* [EXERCISE PROMPT]
Wherever the word "restored" appears in a line of the records, copy that line.
━━━━━━━━━━━━━━━━━━━━━━━━━━━━━━
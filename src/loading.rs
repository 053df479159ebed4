//! Loading classes derived from the [`Ledger`].
//!
//! Nothing here keeps state of its own: every call recomputes class membership from the current counts,
//! so calling [`refresh`] more often than needed is harmless.

use crate::{
	dom::Dom,
	ledger::Ledger,
	node::{Kind, NodeId},
};
use tracing::{instrument, trace, warn};

pub const CONNECTED_CLASS: &str = "phx-connected";
pub const LOADING_CLASS: &str = "phx-loading";
pub const ERROR_CLASS: &str = "phx-error";

/// Whether `node` should carry `kind`'s loading class right now.
#[must_use]
pub fn is_loading(ledger: &Ledger, node: &NodeId, kind: Kind) -> bool {
	ledger.count(node, kind) > 0 || (kind.is_form_kind() && ledger.owned_by(node).any(|record| record.count(kind) > 0))
}

/// Re-evaluates `node` and its owner form after a Ledger mutation.
#[instrument(skip(dom, ledger))]
pub fn refresh(dom: &mut impl Dom, ledger: &mut Ledger, node: &NodeId) {
	apply_classes(dom, ledger, node);
	apply_submit_label(dom, ledger, node);
	if let Some(form) = ledger.record(node).and_then(|record| record.owner_form.clone()) {
		apply_classes(dom, ledger, &form);
	}
}

fn apply_classes(dom: &mut impl Dom, ledger: &Ledger, node: &NodeId) {
	if !dom.contains(node) {
		return trace!("{:?} left the document; Skipping loading classes.", node);
	}
	for kind in Kind::ALL {
		let class = kind.loading_class();
		let result = if is_loading(ledger, node, kind) {
			if dom.has_class(node, class) {
				continue;
			}
			dom.add_class(node, class)
		} else {
			if !dom.has_class(node, class) {
				continue;
			}
			dom.remove_class(node, class)
		};
		if let Err(error) = result {
			warn!("Failed to update {} on {:?}: {}", class, node, error);
		}
	}
}

fn apply_submit_label(dom: &mut impl Dom, ledger: &mut Ledger, node: &NodeId) {
	let submitting = ledger.count(node, Kind::Submit) > 0;
	let label = match ledger.record_mut(node).and_then(|record| record.submit_label.as_mut()) {
		Some(label) => label,
		None => return,
	};
	if !dom.contains(node) {
		return;
	}
	match (submitting, label.original_text.is_some()) {
		(true, false) => {
			label.original_text = Some(dom.text(node).unwrap_or_default());
			let swapped = dom.set_text(node, &label.disable_with).and_then(|()| dom.set_attribute(node, "disabled", ""));
			if let Err(error) = swapped {
				warn!("Failed to swap submit label on {:?}: {}", node, error);
			}
		}
		(false, true) => {
			let original_text = label.original_text.take().unwrap_or_default();
			let restored = dom.set_text(node, &original_text).and_then(|()| dom.remove_attribute(node, "disabled"));
			if let Err(error) = restored {
				warn!("Failed to restore submit label on {:?}: {}", node, error);
			}
		}
		_ => (),
	}
}

/// Container-level connection state.
#[derive(Debug, Clone, Copy, PartialEq, Eq)]
pub enum Connection {
	Connecting,
	Connected,
	/// The transport was lost. Shows both `phx-error` and `phx-loading`.
	Disconnected,
}

/// Sets the container classes for `connection`.
#[instrument(skip(dom))]
pub fn apply_connection(dom: &mut impl Dom, container: &NodeId, connection: Connection) {
	let (connected, loading, error) = match connection {
		Connection::Connecting => (false, true, false),
		Connection::Connected => (true, false, false),
		Connection::Disconnected => (false, true, true),
	};
	for (class, present) in [(CONNECTED_CLASS, connected), (LOADING_CLASS, loading), (ERROR_CLASS, error)] {
		let result = if present { dom.add_class(container, class) } else { dom.remove_class(container, class) };
		if let Err(error) = result {
			warn!("Failed to update {} on container {:?}: {}", class, container, error);
		}
	}
}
━━━━━━━━━━━━━━━━━━━━━━━━━━━━━━
* [ANSWER BOX]
			let restored = dom.set_text(node, &original_text).and_then(|()| dom.remove_attribute(node, "disabled"));
			if let Err(error) = restored {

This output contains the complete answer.